Снова последовала длинная пауза. Тория задумчиво царапала стол кончиком ножа.
— И каждый год, — медленно продолжил Эгерт, — он приходит… В этот самый день?
Тория пожала плечами:
— Никто не знает, что интересно Скитальцу, Солль, — она окинула собеседника взглядом и вдруг добавила в необъяснимом кураже:
— Но думаю, что вы как раз мало его интересуете.
Привычным жестом Эгерт коснулся шрама:
— Что ж… Значит, мне придётся заинтересовать его.
Вечером того же дня Солля навестил декан Луаян.

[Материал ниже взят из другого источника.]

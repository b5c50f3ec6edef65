//! Structured logging.
//!
//! # Responsibilities
//! - Initialize the tracing subscriber once per process
//! - Translate the daemon's `LOG_LEVEL` into an `EnvFilter`

use tracing_subscriber::{layer::SubscriberExt, util::SubscriberInitExt, EnvFilter};

use crate::config::LogLevel;

/// Install the global subscriber.
///
/// `RUST_LOG` wins over `level` when it is set and parses.
pub fn init(level: LogLevel) {
    tracing_subscriber::registry()
        .with(filter_for(level))
        .with(tracing_subscriber::fmt::layer().with_target(false))
        .init();
}

fn filter_for(level: LogLevel) -> EnvFilter {
    EnvFilter::try_from_default_env().unwrap_or_else(|_| level.filter_directive().into())
}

В маленькой комнате стояли сумерки; Эгерт сидел у окна, и рядом на подоконнике лежала раскрытая книга о заклятиях — но Солль не читал. Уставившись во двор неподвижными, широко раскрытыми глазами, он видел то площадь, где посреди человеческого моря островом возвышается эшафот, то внимательные глаза Тории, нож, рассекающий стебелёк петрушки, и топор, рассекающий чью-то шею… Ему вспоминался туманный деканов рассказ о маге, лишённом за что-то магического дара; потом мысли его переметнулись к ордену Лаш — представилось священное привидение, похожее, как два капли воды, на собственное скульптурное изображение; кутаясь в плащ, оно нисходило на эшафот и спасало обречённого с плахи…

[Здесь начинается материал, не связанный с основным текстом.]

//! FASTA reading and writing.
//!
//! The reader accepts both multi-record files and raw pasted text; the
//! writer wraps sequence bodies at a fixed column width. Sequence content
//! is kept as-is here; alphabet validation belongs to the sequence models.

use std::fs;
use std::io::{self, Write};
use std::path::Path;

use thiserror::Error;

/// Column width for wrapped sequence bodies.
pub const LINE_WIDTH: usize = 50;

#[derive(Debug, Error)]
pub enum FastaError {
    #[error("FASTA input does not start with a '>' header line")]
    MissingHeader,
    #[error("FASTA record '{0}' has an empty sequence body")]
    EmptySequence(String),
    #[error("file I/O error: {0}")]
    Io(#[from] io::Error),
}

/// One FASTA record: identifier (first word of the header) and its
/// concatenated sequence body.
#[derive(Debug, Clone, PartialEq, Eq)]
pub struct FastaRecord {
    pub id: String,
    pub sequence: String,
}

impl FastaRecord {
    pub fn new(id: impl Into<String>, sequence: impl Into<String>) -> Self {
        Self {
            id: id.into(),
            sequence: sequence.into(),
        }
    }
}

/// Parses FASTA text. Blank lines and `\r` are ignored; whitespace inside
/// sequence lines is stripped.
pub fn parse_str(text: &str) -> Result<Vec<FastaRecord>, FastaError> {
    let mut records: Vec<FastaRecord> = Vec::new();
    for raw in text.lines() {
        let line = raw.trim();
        if line.is_empty() {
            continue;
        }
        if let Some(header) = line.strip_prefix('>') {
            let id = header.split_whitespace().next().unwrap_or_default().to_string();
            records.push(FastaRecord::new(id, String::new()));
        } else {
            let record = records.last_mut().ok_or(FastaError::MissingHeader)?;
            record
                .sequence
                .extend(line.chars().filter(|c| !c.is_whitespace()));
        }
    }
    if records.is_empty() {
        return Err(FastaError::MissingHeader);
    }
    for record in &records {
        if record.sequence.is_empty() {
            return Err(FastaError::EmptySequence(record.id.clone()));
        }
    }
    Ok(records)
}

pub fn read_file(path: &Path) -> Result<Vec<FastaRecord>, FastaError> {
    let text = fs::read_to_string(path)?;
    parse_str(&text)
}

/// Resolves a caller-supplied source string: a path to an existing file is
/// read from disk, anything else is treated as raw FASTA text.
pub fn resolve_input(source: &str) -> Result<Vec<FastaRecord>, FastaError> {
    let path = Path::new(source);
    if path.is_file() {
        read_file(path)
    } else {
        parse_str(source)
    }
}

pub fn write_records<W: Write>(mut writer: W, records: &[FastaRecord]) -> io::Result<()> {
    for record in records {
        writeln!(writer, ">{}", record.id)?;
        for chunk in record.sequence.as_bytes().chunks(LINE_WIDTH) {
            writer.write_all(chunk)?;
            writer.write_all(b"\n")?;
        }
    }
    Ok(())
}

pub fn write_file(path: &Path, records: &[FastaRecord]) -> Result<(), FastaError> {
    let file = fs::File::create(path)?;
    let mut writer = io::BufWriter::new(file);
    write_records(&mut writer, records)?;
    writer.flush()?;
    Ok(())
}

В этот момент в дверь стукнули. Солль вздрогнул и, оробев, хотел было уверить себя, что на самом деле стука не было — но скрипнули ржавые петли, и на пороге встал декан.

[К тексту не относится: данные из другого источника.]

//! The genetic code as immutable process-wide tables, plus the back-translation
//! policies used to realize amino acid substitutions on nucleotide sequences.

pub mod backtranslate;

use super::models::sequence::{AminoAcid, Codon, SequenceError};
use phf::{Map, phf_map};

/// Synonymous codons per amino acid, in the table's listed order.
///
/// A closed static table: the 20 standard amino acids plus stop (`*`) and the
/// ambiguity codes `B` (Asn/Asp) and `Z` (Gln/Glu). The listed order is part of
/// the contract: it breaks ties during back-translation.
static SYNONYMOUS_CODONS: Map<u8, &'static [&'static str]> = phf_map! {
    b'F' => &["TTT", "TTC"],
    b'L' => &["TTA", "TTG", "CTT", "CTC", "CTA", "CTG"],
    b'I' => &["ATT", "ATC", "ATA"],
    b'M' => &["ATG"],
    b'V' => &["GTT", "GTC", "GTA", "GTG"],
    b'S' => &["TCT", "TCC", "TCA", "TCG", "AGT", "AGC"],
    b'P' => &["CCT", "CCC", "CCA", "CCG"],
    b'T' => &["ACT", "ACC", "ACA", "ACG"],
    b'A' => &["GCT", "GCC", "GCA", "GCG"],
    b'Y' => &["TAT", "TAC"],
    b'H' => &["CAT", "CAC"],
    b'Q' => &["CAA", "CAG"],
    b'N' => &["AAT", "AAC"],
    b'K' => &["AAA", "AAG"],
    b'D' => &["GAT", "GAC"],
    b'E' => &["GAA", "GAG"],
    b'C' => &["TGT", "TGC"],
    b'W' => &["TGG"],
    b'R' => &["CGT", "CGC", "CGA", "CGG", "AGA", "AGG"],
    b'G' => &["GGT", "GGC", "GGA", "GGG"],
    b'*' => &["TAA", "TAG", "TGA"],
    b'B' => &["AAT", "AAC", "GAT", "GAC"],
    b'Z' => &["CAA", "CAG", "GAA", "GAG"],
};

/// The standard genetic code, codon to one-letter amino acid.
static GENETIC_CODE: Map<&'static str, u8> = phf_map! {
    "TTT" => b'F', "TTC" => b'F', "TTA" => b'L', "TTG" => b'L',
    "CTT" => b'L', "CTC" => b'L', "CTA" => b'L', "CTG" => b'L',
    "ATT" => b'I', "ATC" => b'I', "ATA" => b'I', "ATG" => b'M',
    "GTT" => b'V', "GTC" => b'V', "GTA" => b'V', "GTG" => b'V',
    "TCT" => b'S', "TCC" => b'S', "TCA" => b'S', "TCG" => b'S',
    "AGT" => b'S', "AGC" => b'S',
    "CCT" => b'P', "CCC" => b'P', "CCA" => b'P', "CCG" => b'P',
    "ACT" => b'T', "ACC" => b'T', "ACA" => b'T', "ACG" => b'T',
    "GCT" => b'A', "GCC" => b'A', "GCA" => b'A', "GCG" => b'A',
    "TAT" => b'Y', "TAC" => b'Y', "TAA" => b'*', "TAG" => b'*',
    "CAT" => b'H', "CAC" => b'H', "CAA" => b'Q', "CAG" => b'Q',
    "AAT" => b'N', "AAC" => b'N', "AAA" => b'K', "AAG" => b'K',
    "GAT" => b'D', "GAC" => b'D', "GAA" => b'E', "GAG" => b'E',
    "TGT" => b'C', "TGC" => b'C', "TGA" => b'*', "TGG" => b'W',
    "CGT" => b'R', "CGC" => b'R', "CGA" => b'R', "CGG" => b'R',
    "AGA" => b'R', "AGG" => b'R',
    "GGT" => b'G', "GGC" => b'G', "GGA" => b'G', "GGG" => b'G',
};

/// Looks up the synonymous codon list for an amino acid.
///
/// Lookups on symbols outside the closed table fail loudly rather than
/// synthesizing a default.
pub fn synonymous_codons(aa: AminoAcid) -> Result<&'static [&'static str], SequenceError> {
    SYNONYMOUS_CODONS
        .get(&aa)
        .copied()
        .ok_or(SequenceError::UnknownAminoAcid(aa as char))
}

/// Translates one codon with the standard genetic code.
pub fn translate(codon: Codon) -> Result<AminoAcid, SequenceError> {
    let key = std::str::from_utf8(&codon)
        .map_err(|_| SequenceError::UnknownCodon(format!("{:?}", codon)))?;
    GENETIC_CODE
        .get(key)
        .copied()
        .ok_or_else(|| SequenceError::UnknownCodon(key.to_string()))
}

В сгущающейся темноте Солль не смог бы различить узор линий на собственной ладони — но лицо декана, стоящего в нескольких шагах, почему-то виделось совершенно отчётливо, и лицо это по обыкновению являло собой воплощённую бесстрастность.
Эгерт вскочил, будто бы вместо колченогого стула под ним открылось вдруг жерло вулкана. Появление господина Луаяна здесь, в убогой комнатушке, которую Солль привык считать своим домом, казалось делом столь же немыслимым, как визит небесной луны в гнёздышко трясогузки.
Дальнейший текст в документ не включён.